In besinnlicher Nachweihnachtsstimmung fand vom 27.12. - 30.12. das jährliche Treffen der Hacker-Community im CCH statt. Für mich war es der erste Besuch beim Choas Computer Congress, dem 32C3. Der CCC “ist ein deutscher Verein, in dem sich Hacker zusammengeschlossen haben”.
Hacker? Sind das nicht dieser Mate-trinkenden Nerds, die sich in krimineller Absicht in Computersysteme reinhacken, um Geld und Daten zu stehlen, die Viren programmieren und Autos fernsteuern? Nein, es sind vielleicht die neuen Hüter der Demokratie.
80% - so die Quote der von mir besuchten Vorträge, bei denen ich fassungslos über das Gehörte war. Geschichten wie aus einem Science Fiction-Roman - nur eben Wirklichkeit 2015. Das alles auf extrem hohem Niveau: Fachbegriffe der Informatik, mathematische Formeln und Gleichungen zur Berechnung von kryptographischen Verfahren und komplexe Meta-Betrachtungen als Grundlage der Herleitung und Beweisführung.
12.000 Hacker und Interessierte berichteten und informierten sich über aktuelle Themen des digitalen Zeitgeschehens aus technischem und gesellschaftspolitischem Blickwinkel. Auch wenn das Kernthema technischer Natur war, wurde es bei allen Vorträgen mit der gesamtgesellschaftlichen Bedeutung verbunden.
Überhaupt staunte ich nicht schlecht mit welche Ruhe und Konzentration die Themen besprochen wurden, mit welchem Einfallsreichtum Lücken und Brücken gesucht (und verdammt! gefunden werden). Zwar ist mir das Thema Hacker & Hackerethik nicht fremd, aber noch nie war ich so involviert und konnte den konkreten Nutzen von Hackern so deutlich erkennen.

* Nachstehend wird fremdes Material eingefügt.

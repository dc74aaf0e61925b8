//! Credential record shared by every unit of work targeting the same platform account.

// self
use crate::{
	_prelude::*,
	auth::{ConnectionId, TokenSecret},
};

/// Stored platform credential.
///
/// `expires_at`, once set, is authoritative for renewal decisions. Records are created by the
/// external authorization handshake and mutated only through [`Connection::apply_renewal`].
#[derive(Clone, PartialEq, Eq, Serialize, Deserialize)]
pub struct Connection {
	/// Stable connection identifier.
	pub id: ConnectionId,
	/// Opaque access token; callers must avoid logging it.
	pub access_token: Option<TokenSecret>,
	/// Refresh token, if the platform issued one.
	pub refresh_token: Option<TokenSecret>,
	/// Expiry instant of the access token.
	#[serde(default, with = "time::serde::rfc3339::option")]
	pub expires_at: Option<OffsetDateTime>,
	/// Instant of the last successful renewal.
	#[serde(default, with = "time::serde::rfc3339::option")]
	pub renewed_at: Option<OffsetDateTime>,
}
impl Connection {
	/// Creates an empty connection with no credential material.
	pub fn new(id: ConnectionId) -> Self {
		Self { id, access_token: None, refresh_token: None, expires_at: None, renewed_at: None }
	}

	/// Sets the access token.
	pub fn with_access_token(mut self, token: impl Into<String>) -> Self {
		self.access_token = Some(TokenSecret::new(token));

		self
	}

	/// Sets the refresh token.
	pub fn with_refresh_token(mut self, token: impl Into<String>) -> Self {
		self.refresh_token = Some(TokenSecret::new(token));

		self
	}

	/// Sets the access token expiry.
	pub fn with_expires_at(mut self, instant: OffsetDateTime) -> Self {
		self.expires_at = Some(instant);

		self
	}

	/// Sets the last renewal instant.
	pub fn with_renewed_at(mut self, instant: OffsetDateTime) -> Self {
		self.renewed_at = Some(instant);

		self
	}

	/// Returns the access token when one is present and non-blank.
	pub fn usable_token(&self) -> Option<&TokenSecret> {
		self.access_token.as_ref().filter(|token| !token.is_blank())
	}

	/// Returns `true` when the access token has already expired at `now`.
	pub fn is_expired_at(&self, now: OffsetDateTime) -> bool {
		self.expires_at.is_some_and(|at| at <= now)
	}

	/// Secret presented to the renewal endpoint: the refresh token when present, else the
	/// access token.
	pub fn renewal_secret(&self) -> Option<&TokenSecret> {
		self.refresh_token.as_ref().filter(|token| !token.is_blank()).or(self.usable_token())
	}

	/// Writes a renewal result into the record.
	///
	/// A renewal that omits a refresh token keeps the previous one.
	pub fn apply_renewal(&mut self, renewal: Renewal, now: OffsetDateTime) {
		self.access_token = Some(renewal.access_token);

		if let Some(refresh) = renewal.refresh_token {
			self.refresh_token = Some(refresh);
		}

		self.expires_at = renewal.expires_at;
		self.renewed_at = Some(now);
	}
}
impl Debug for Connection {
	fn fmt(&self, f: &mut Formatter) -> FmtResult {
		f.debug_struct("Connection")
			.field("id", &self.id)
			.field("access_token", &self.access_token.as_ref().map(|_| "<redacted>"))
			.field("refresh_token", &self.refresh_token.as_ref().map(|_| "<redacted>"))
			.field("expires_at", &self.expires_at)
			.field("renewed_at", &self.renewed_at)
			.finish()
	}
}

/// Fresh credential material produced by a token renewer.
#[derive(Clone, Debug, PartialEq, Eq)]
pub struct Renewal {
	/// Replacement access token.
	pub access_token: TokenSecret,
	/// Replacement refresh token, when rotated.
	pub refresh_token: Option<TokenSecret>,
	/// Expiry of the replacement access token; `None` means it does not expire.
	pub expires_at: Option<OffsetDateTime>,
}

Wir leben in einer Zeit eines Umbruchs der Gesellschaft und einer damit einhergehenden Verschiebung von Machtverhältnissen. Die digitalen Claims werden wie damals in der Goldgräberzeit verteilt. Während des Kongresses wurde mir klar, dass nicht nur in dieser Zeit Hackern die Rolle von Beratern und Fachexperten zuteil wird. Allein die in den vier Tagen aufgezeigten Sicherheitsdefizite in Systemen mit großer gesellschaftlichen Bedeutung, zeigt diese Notwendigkeit. Noch deutlich sichtbarer wird dies bei den Bestrebungen von Regierungsseite im Bereich der Überwachung.
Bereits heute klassifizieren Computersysteme Regionen in nordamerikanischen Großstädten und geben Vorhersagen über mögliche Gewalttaten. Die Polizei wird zum Ausführungsgehilfen für Computersysteme. Das Verhalten der Menschen wird von außen manipuliert.
Hier eine kleine Auswahl von Sessions, die mich persönlich beeindruckt haben:
So werden handelsübliche EC-Bezahl-Terminals gehackt und Geld umgeleitet
- Mit analytischer Leichtigkeit weist Vincent Haupert (Student der Informatik) auf die Manipulationsmöglichekiten der TAN-App der Sparkasse hin (und schafft es damit bis in die heute-Nachrichten vom ZDF)
- Mit großer Begeisterung nahm ein Hacker seinen eigenen VW unter die Lupe, um den Nebel im Diesel-Gate-Skandal zu lüften.
- Warum eine Fehlertolleranz von polizei- und erkennungsdienstlichen Algorythmus-Tools nicht lustig ist, erklärt Whitney Merril in ihrem Vortrag “Predicting Crime in a Big Data World”
- Es klingt wie Science Fiction, ist aber 2015 Realität gewesen - die Zusammenfassung von Sicherheits-Albträumen mit einer kleinen Prise Galgenhumor
- Max Schrems hat sich in 2015 mit Facebook angelegt und vor Gericht das Safe Harbor-Abkommen zu Fall gebracht. Sein gleichnamiger Vortrag ist nicht nur inhaltlich extrem sehenswert.
Alle Sessions können hier angesehen werden…
Fazit: Unsere Gesellschaft braucht mehr Hacker. Sie gehören, vom medial verursachten Rand, in die Mitte der Gesellschaft. Die Datensammelleidenschaft von Unternehmen und das Eindringen von Regierungen in die Privatsphäre von Bürgern können von uns Otto-Normal-Nutzern nicht verhindert werden. Im angespannten Interessenkonflikt von Gesellschaft vs. Politik & Wirtschaft gehören Hacker auf “unsere” Seite.